Retype, exactly as they appear below, the lines between the line holding "fn fmt(&self, f: &mut" and the line holding "fn v(values: &[f64])", both ends included.
------------------------------------------------
use num_traits::Float;
use std::fmt;

pub trait Scalar:  // Avoid repeating all the traits
    Float
    + Send
    + Sync
    + std::iter::Sum<Self>
    + fmt::Display
    + fmt::Debug
{
}

impl<T> Scalar for T where
    T: Float + Send + Sync + std::iter::Sum<T> + fmt::Display + fmt::Debug
{
}

/// Lossy conversion used when a value has to be reported in an error.
#[inline(always)]
pub fn as_f64<T: Scalar>(x: T) -> f64 {
    x.to_f64().unwrap_or(f64::NAN)
}
use crate::error::{LinalgError, LinalgResult};
use crate::matrix::element::{as_f64, Scalar};
use crate::matrix::matrix::Scale;
use crate::tolerance::Tolerance;
use crate::utils::snapped_dot;
use itertools::Itertools;
use std::fmt;
use std::iter::zip;
use std::ops;

/// Fixed-length, non-empty sequence of scalars.
#[derive(Debug, Clone, PartialEq)]
pub struct Vector<T> {
    values: Vec<T>,
}

impl<T: Scalar> Vector<T> {
    pub fn new(values: Vec<T>) -> LinalgResult<Self> {
        if values.is_empty() {
            return Err(LinalgError::InvalidShape {
                reason: "vector must have at least one element".into(),
            });
        }
        Ok(Vector { values })
    }

    pub fn zero(dim: usize) -> LinalgResult<Self> {
        Vector::new(vec![T::zero(); dim])
    }

    pub fn len(&self) -> usize {
        self.values.len()
    }

    // Construction rejects empty input.
    pub fn is_empty(&self) -> bool {
        false
    }

    pub fn as_slice(&self) -> &[T] {
        &self.values
    }

    pub fn into_vec(self) -> Vec<T> {
        self.values
    }

    pub fn iter(&self) -> std::slice::Iter<'_, T> {
        self.values.iter()
    }

    pub fn at(&self, index: usize) -> LinalgResult<T> {
        self.values
            .get(index)
            .copied()
            .ok_or(LinalgError::IndexOutOfRange {
                index,
                len: self.len(),
            })
    }

    pub fn set(&mut self, index: usize, value: T) -> LinalgResult<()> {
        let len = self.len();
        let cell = self
            .values
            .get_mut(index)
            .ok_or(LinalgError::IndexOutOfRange { index, len })?;
        *cell = value;
        Ok(())
    }

    fn check_same_len(&self, rhs: &Vector<T>) -> LinalgResult<()> {
        if self.len() != rhs.len() {
            return Err(LinalgError::ShapeMismatch {
                lhs: (self.len(), 1),
                rhs: (rhs.len(), 1),
            });
        }
        Ok(())
    }

    fn zip_with(&self, rhs: &Vector<T>, op: impl Fn(T, T) -> T) -> LinalgResult<Vector<T>> {
        self.check_same_len(rhs)?;
        Ok(Vector {
            values: zip(&self.values, &rhs.values)
                .map(|(a, b)| op(*a, *b))
                .collect(),
        })
    }

    pub fn add(&self, rhs: &Vector<T>) -> LinalgResult<Vector<T>> {
        self.zip_with(rhs, |a, b| a + b)
    }

    pub fn sub(&self, rhs: &Vector<T>) -> LinalgResult<Vector<T>> {
        self.zip_with(rhs, |a, b| a - b)
    }

    pub fn negate(&self) -> Vector<T> {
        Vector {
            values: self.values.iter().map(|x| -*x).collect(),
        }
    }

    pub fn divide(&self, k: T) -> LinalgResult<Vector<T>> {
        self.divide_with(k, &Tolerance::default())
    }

    pub fn divide_with(&self, k: T, tol: &Tolerance) -> LinalgResult<Vector<T>> {
        if !(k.abs() > tol.epsilon_as()) {
            return Err(LinalgError::DivisionByZero {
                divisor: as_f64(k),
                epsilon: tol.epsilon,
            });
        }
        Ok(self.scale(T::one() / k))
    }

    pub fn dot(&self, rhs: &Vector<T>) -> LinalgResult<T> {
        self.dot_with(rhs, &Tolerance::default())
    }

    pub fn dot_with(&self, rhs: &Vector<T>, tol: &Tolerance) -> LinalgResult<T> {
        self.check_same_len(rhs)?;
        Ok(snapped_dot(&self.values, &rhs.values, tol))
    }

    /// Euclidean norm.
    pub fn norm(&self) -> T {
        self.values.iter().map(|x| *x * *x).sum::<T>().sqrt()
    }

    pub fn normalize(&self) -> LinalgResult<Vector<T>> {
        self.normalize_with(&Tolerance::default())
    }

    /// Unit vector in the same direction.
    pub fn normalize_with(&self, tol: &Tolerance) -> LinalgResult<Vector<T>> {
        let norm = self.norm();
        if norm < tol.epsilon_as() {
            return Err(LinalgError::ZeroNorm {
                norm: as_f64(norm),
                epsilon: tol.epsilon,
            });
        }
        Ok(self.scale(T::one() / norm))
    }
}

impl<T: Scalar> Scale<T> for Vector<T> {
    fn scale(&self, k: T) -> Vector<T> {
        Vector {
            values: self.values.iter().map(|x| *x * k).collect(),
        }
    }
}

impl<T: Scalar> fmt::Display for Vector<T> {
    fn fmt(&self, f: &mut fmt::Formatter<'_>) -> fmt::Result {
        write!(f, "({})", self.values.iter().join(","))
    }
}

impl<T: Scalar> ops::Add<&Vector<T>> for &Vector<T> {
    type Output = LinalgResult<Vector<T>>;

    fn add(self, rhs: &Vector<T>) -> LinalgResult<Vector<T>> {
        Vector::add(self, rhs)
    }
}

impl<T: Scalar> ops::Sub<&Vector<T>> for &Vector<T> {
    type Output = LinalgResult<Vector<T>>;

    fn sub(self, rhs: &Vector<T>) -> LinalgResult<Vector<T>> {
        Vector::sub(self, rhs)
    }
}

impl<T: Scalar> ops::Mul<T> for &Vector<T> {
    type Output = Vector<T>;

    fn mul(self, k: T) -> Vector<T> {
        self.scale(k)
    }
}

impl<T: Scalar> ops::Neg for &Vector<T> {
    type Output = Vector<T>;

    fn neg(self) -> Vector<T> {
        self.negate()
    }
}

// --------------------------------------------------
//                      TESTS
// --------------------------------------------------

#[cfg(test)]
mod tests {
    use super::*;
    use crate::matrix::matrix::scale;

    fn v(values: &[f64]) -> Vector<f64> {
        Vector::new(values.to_vec()).unwrap()
    }

    #[test]
    fn test_vector_construction() {
        assert!(matches!(
            Vector::<f64>::new(vec![]),
            Err(LinalgError::InvalidShape { .. })
        ));
        assert_eq!(Vector::<f64>::zero(3).unwrap().into_vec(), vec![0.0; 3]);
        assert!(Vector::<f64>::zero(0).is_err());

        let mut a = v(&[5.0, 2.0]);
        assert_eq!(a.len(), 2);
        assert_eq!(a.at(1), Ok(2.0));
        assert_eq!(
            a.at(2),
            Err(LinalgError::IndexOutOfRange { index: 2, len: 2 })
        );
        a.set(0, -1.0).unwrap();
        assert_eq!(a.as_slice(), &[-1.0, 2.0]);
        assert!(a.set(7, 0.0).is_err());
    }

    #[test]
    fn test_vector_arithmetic() {
        let a = v(&[5.0, 2.0]);
        let b = v(&[2.0, 1.0]);

        assert_eq!((&a + &b).unwrap(), v(&[7.0, 3.0]));
        assert_eq!((&a - &b).unwrap(), v(&[3.0, 1.0]));
        assert_eq!(&a * 3.0, v(&[15.0, 6.0]));
        assert_eq!(scale(3.0, &a), a.scale(3.0));
        assert_eq!(-&a, v(&[-5.0, -2.0]));
        assert_eq!(a.divide(2.0).unwrap(), v(&[2.5, 1.0]));
        assert_eq!(a.dot(&b), Ok(12.0));

        let c = v(&[1.0, 2.0, 3.0]);
        assert_eq!(
            a.add(&c),
            Err(LinalgError::ShapeMismatch {
                lhs: (2, 1),
                rhs: (3, 1)
            })
        );
        assert!(a.dot(&c).is_err());
    }

    #[test]
    fn test_vector_division_by_zero() {
        let a = v(&[1.0, 1.0]);
        assert!(matches!(
            a.divide(1e-9),
            Err(LinalgError::DivisionByZero { .. })
        ));
        assert!(a.divide(0.0).is_err());

        let loose = Tolerance::new(1e-12).unwrap();
        crate::assert_all_close!(
            abs = 1e-3,
            a.divide_with(1e-9, &loose).unwrap().into_vec(),
            vec![1e9, 1e9]
        );
    }

    #[test]
    fn test_vector_norm() {
        let a = v(&[3.0, 4.0]);
        assert_eq!(a.norm(), 5.0);
        crate::assert_all_close!(a.normalize().unwrap().into_vec(), vec![0.6, 0.8]);
        assert_eq!(Vector::<f64>::zero(4).unwrap().norm(), 0.0);

        assert!(matches!(
            Vector::<f64>::zero(2).unwrap().normalize(),
            Err(LinalgError::ZeroNorm { .. })
        ));
    }

    #[test]
    fn test_vector_display() {
        assert_eq!(v(&[1.0, -2.5, 3.0]).to_string(), "(1,-2.5,3)");
        assert_eq!(v(&[4.0]).to_string(), "(4)");
    }
}
use crate::mmio::MmioDevice;

/// Read-only MMIO word reporting the machine's total RAM size.
pub struct MemSizeProbe {
    memory_size: u64,
}

impl MemSizeProbe {
    pub fn new(memory_size: u64) -> Self {
        MemSizeProbe { memory_size }
    }
}

impl MmioDevice for MemSizeProbe {
    fn read(&mut self, _offset: u64, _size: u8) -> u64 {
        self.memory_size
    }

    fn write(&mut self, _offset: u64, _value: u64, _size: u8) {}
}
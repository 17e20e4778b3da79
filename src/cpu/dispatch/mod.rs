mod alu;
mod control;
mod core;
mod data;

use crate::memory::Memory;

use super::{opcode, Cpu, Exception};

/// Dispatches the currently decoded instruction in `cpu.op`. Handlers
/// raise into `cpu.exception` on arity violations or arithmetic/access
/// faults rather than returning a `Result`, matching the execution
/// loop's "observe the tag on the next iteration" contract.
pub fn dispatch(cpu: &mut Cpu, memory: &mut Memory) {
    match cpu.op.opcode {
        opcode::HLT => core::hlt(cpu),
        opcode::NOP => core::nop(cpu),

        opcode::CLR => data::clr(cpu),
        opcode::MOV => data::mov(cpu),
        opcode::SWP => data::swp(cpu),
        opcode::SWPZ => data::swpz(cpu),
        opcode::PUSH => data::push(cpu, memory),
        opcode::POP => data::pop(cpu, memory),
        opcode::LDB => data::load(cpu, memory, 1),
        opcode::LDW => data::load(cpu, memory, 2),
        opcode::LDD => data::load(cpu, memory, 4),
        opcode::LDQ => data::load(cpu, memory, 8),
        opcode::STB => data::store(cpu, memory, 1),
        opcode::STW => data::store(cpu, memory, 2),
        opcode::STD => data::store(cpu, memory, 4),
        opcode::STQ => data::store(cpu, memory, 8),

        opcode::ADD => alu::binary(cpu, |a, b| a.wrapping_add(b)),
        opcode::SUB => alu::binary(cpu, |a, b| a.wrapping_sub(b)),
        opcode::MUL => alu::binary(cpu, |a, b| a.wrapping_mul(b)),
        opcode::DIV => alu::division(cpu, alu::DivKind::Unsigned, alu::DivOp::Quotient),
        opcode::IDIV => alu::division(cpu, alu::DivKind::Signed, alu::DivOp::Quotient),
        opcode::MOD => alu::division(cpu, alu::DivKind::Unsigned, alu::DivOp::Remainder),
        opcode::INC => alu::unary_each(cpu, |a| a.wrapping_add(1)),
        opcode::DEC => alu::unary_each(cpu, |a| a.wrapping_sub(1)),
        opcode::NOT => alu::not(cpu),
        opcode::AND => alu::binary(cpu, |a, b| a & b),
        opcode::OR => alu::binary(cpu, |a, b| a | b),
        opcode::XOR => alu::binary(cpu, |a, b| a ^ b),
        opcode::SHR => alu::binary(cpu, |a, b| a.wrapping_shr((b & 63) as u32)),
        opcode::SHL => alu::binary(cpu, |a, b| a.wrapping_shl((b & 63) as u32)),
        opcode::ROR => alu::rotate(cpu, true),
        opcode::ROL => alu::rotate(cpu, false),

        opcode::JMP => control::jmp(cpu),
        opcode::CMP => control::cmp(cpu),
        opcode::JE => control::jcc(cpu, |cf| cf.contains(super::CompareFlags::Z)),
        opcode::JNE => control::jcc(cpu, |cf| !cf.contains(super::CompareFlags::Z)),
        opcode::JLT => control::jcc(cpu, |cf| cf.contains(super::CompareFlags::L)),
        opcode::JGT => control::jcc(cpu, |cf| cf.contains(super::CompareFlags::G)),
        opcode::JLE => control::jcc(cpu, |cf| {
            cf.contains(super::CompareFlags::L) || cf.contains(super::CompareFlags::Z)
        }),
        opcode::JGE => control::jcc(cpu, |cf| {
            cf.contains(super::CompareFlags::G) || cf.contains(super::CompareFlags::Z)
        }),
        opcode::JZ => control::jz(cpu, true),
        opcode::JNZ => control::jz(cpu, false),
        opcode::BL => control::bl(cpu, memory),
        opcode::RET => control::ret(cpu, memory),

        opcode::PDEP => alu::pdep(cpu),
        opcode::PEXT => alu::pext(cpu),
        opcode::BSWAPW => alu::bswap(cpu, 2),
        opcode::BSWAPD => alu::bswap(cpu, 4),
        opcode::BSWAPQ => alu::bswap(cpu, 8),

        _ => cpu.raise(Exception::BadInstruction),
    }
}

/// Shared arity guard: raises `BadInstruction` and returns `false` if
/// `n` isn't an accepted operand count.
fn arity(cpu: &mut Cpu, n: usize, accepted: &[usize]) -> bool {
    if accepted.contains(&n) {
        true
    } else {
        cpu.raise(Exception::BadInstruction);
        false
    }
}
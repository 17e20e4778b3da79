use crate::cpu::{Cpu, Exception};

use super::arity;

/// Resolves the (dst_index, a, b) operands for a binary ALU op accepting
/// either n=2 (in-place `P[0] <- P[0] op P[1]`) or n=3
/// (`P[0] <- P[1] op P[2]`).
fn binary_operands(cpu: &Cpu) -> Option<(usize, u64, u64)> {
    match cpu.op.param_count() {
        2 => Some((0, cpu.read(0), cpu.read(1))),
        3 => Some((0, cpu.read(1), cpu.read(2))),
        _ => None,
    }
}

pub fn binary(cpu: &mut Cpu, op: impl Fn(u64, u64) -> u64) {
    let Some((dst, a, b)) = binary_operands(cpu) else {
        cpu.raise(Exception::BadInstruction);
        return;
    };
    cpu.write(dst, op(a, b));
}

#[derive(Clone, Copy)]
pub enum DivKind {
    Unsigned,
    Signed,
}

#[derive(Clone, Copy)]
pub enum DivOp {
    Quotient,
    Remainder,
}

pub fn division(cpu: &mut Cpu, kind: DivKind, op: DivOp) {
    let Some((dst, a, b)) = binary_operands(cpu) else {
        cpu.raise(Exception::BadInstruction);
        return;
    };
    if b == 0 {
        cpu.raise(Exception::BadArithmetic);
        return;
    }
    let result = match (kind, op) {
        (DivKind::Unsigned, DivOp::Quotient) => a / b,
        (DivKind::Unsigned, DivOp::Remainder) => a % b,
        (DivKind::Signed, DivOp::Quotient) => ((a as i64).wrapping_div(b as i64)) as u64,
        (DivKind::Signed, DivOp::Remainder) => ((a as i64).wrapping_rem(b as i64)) as u64,
    };
    cpu.write(dst, result);
}

pub fn unary_each(cpu: &mut Cpu, op: impl Fn(u64) -> u64) {
    let n = cpu.op.param_count();
    if n < 1 {
        cpu.raise(Exception::BadInstruction);
        return;
    }
    for i in 0..n {
        let v = cpu.read(i);
        cpu.write(i, op(v));
    }
}

pub fn not(cpu: &mut Cpu) {
    if !arity(cpu, cpu.op.param_count(), &[1]) {
        return;
    }
    let v = cpu.read(0);
    cpu.write(0, !v);
}

pub fn rotate(cpu: &mut Cpu, right: bool) {
    let n = cpu.op.param_count();
    let amount = match n {
        1 => 1,
        2 => (cpu.read(1) % 64) as u32,
        _ => {
            cpu.raise(Exception::BadInstruction);
            return;
        }
    };
    let v = cpu.read(0);
    let result = if right {
        v.rotate_right(amount)
    } else {
        v.rotate_left(amount)
    };
    cpu.write(0, result);
}

pub fn pdep(cpu: &mut Cpu) {
    let Some((dst, src, mask)) = binary_operands(cpu) else {
        cpu.raise(Exception::BadInstruction);
        return;
    };
    let mut result: u64 = 0;
    let mut bit = 0u32;
    for i in 0..64u32 {
        if (mask >> i) & 1 == 1 {
            result |= ((src >> bit) & 1) << i;
            bit += 1;
        }
    }
    cpu.write(dst, result);
}

pub fn pext(cpu: &mut Cpu) {
    let Some((dst, src, mask)) = binary_operands(cpu) else {
        cpu.raise(Exception::BadInstruction);
        return;
    };
    let mut result: u64 = 0;
    let mut bit = 0u32;
    for i in 0..64u32 {
        if (mask >> i) & 1 == 1 {
            result |= ((src >> i) & 1) << bit;
            bit += 1;
        }
    }
    cpu.write(dst, result);
}

pub fn bswap(cpu: &mut Cpu, width: u8) {
    if !arity(cpu, cpu.op.param_count(), &[1]) {
        return;
    }
    let v = cpu.read(0);
    let result = match width {
        2 => (v as u16).swap_bytes() as u64,
        4 => (v as u32).swap_bytes() as u64,
        8 => v.swap_bytes(),
        _ => unreachable!("bswap width is always 2, 4, or 8"),
    };
    cpu.write(0, result);
}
------------------------------------------------
▸ **REPLY TO THE TASK**:
    fn fmt(&self, f: &mut fmt::Formatter<'_>) -> fmt::Result {
        write!(f, "({})", self.values.iter().join(","))
    }
}

impl<T: Scalar> ops::Add<&Vector<T>> for &Vector<T> {
    type Output = LinalgResult<Vector<T>>;

    fn add(self, rhs: &Vector<T>) -> LinalgResult<Vector<T>> {
        Vector::add(self, rhs)
    }
}

impl<T: Scalar> ops::Sub<&Vector<T>> for &Vector<T> {
    type Output = LinalgResult<Vector<T>>;

    fn sub(self, rhs: &Vector<T>) -> LinalgResult<Vector<T>> {
        Vector::sub(self, rhs)
    }
}

impl<T: Scalar> ops::Mul<T> for &Vector<T> {
    type Output = Vector<T>;

    fn mul(self, k: T) -> Vector<T> {
        self.scale(k)
    }
}

impl<T: Scalar> ops::Neg for &Vector<T> {
    type Output = Vector<T>;

    fn neg(self) -> Vector<T> {
        self.negate()
    }
}

// --------------------------------------------------
//                      TESTS
// --------------------------------------------------

#[cfg(test)]
mod tests {
    use super::*;
    use crate::matrix::matrix::scale;

    fn v(values: &[f64]) -> Vector<f64> {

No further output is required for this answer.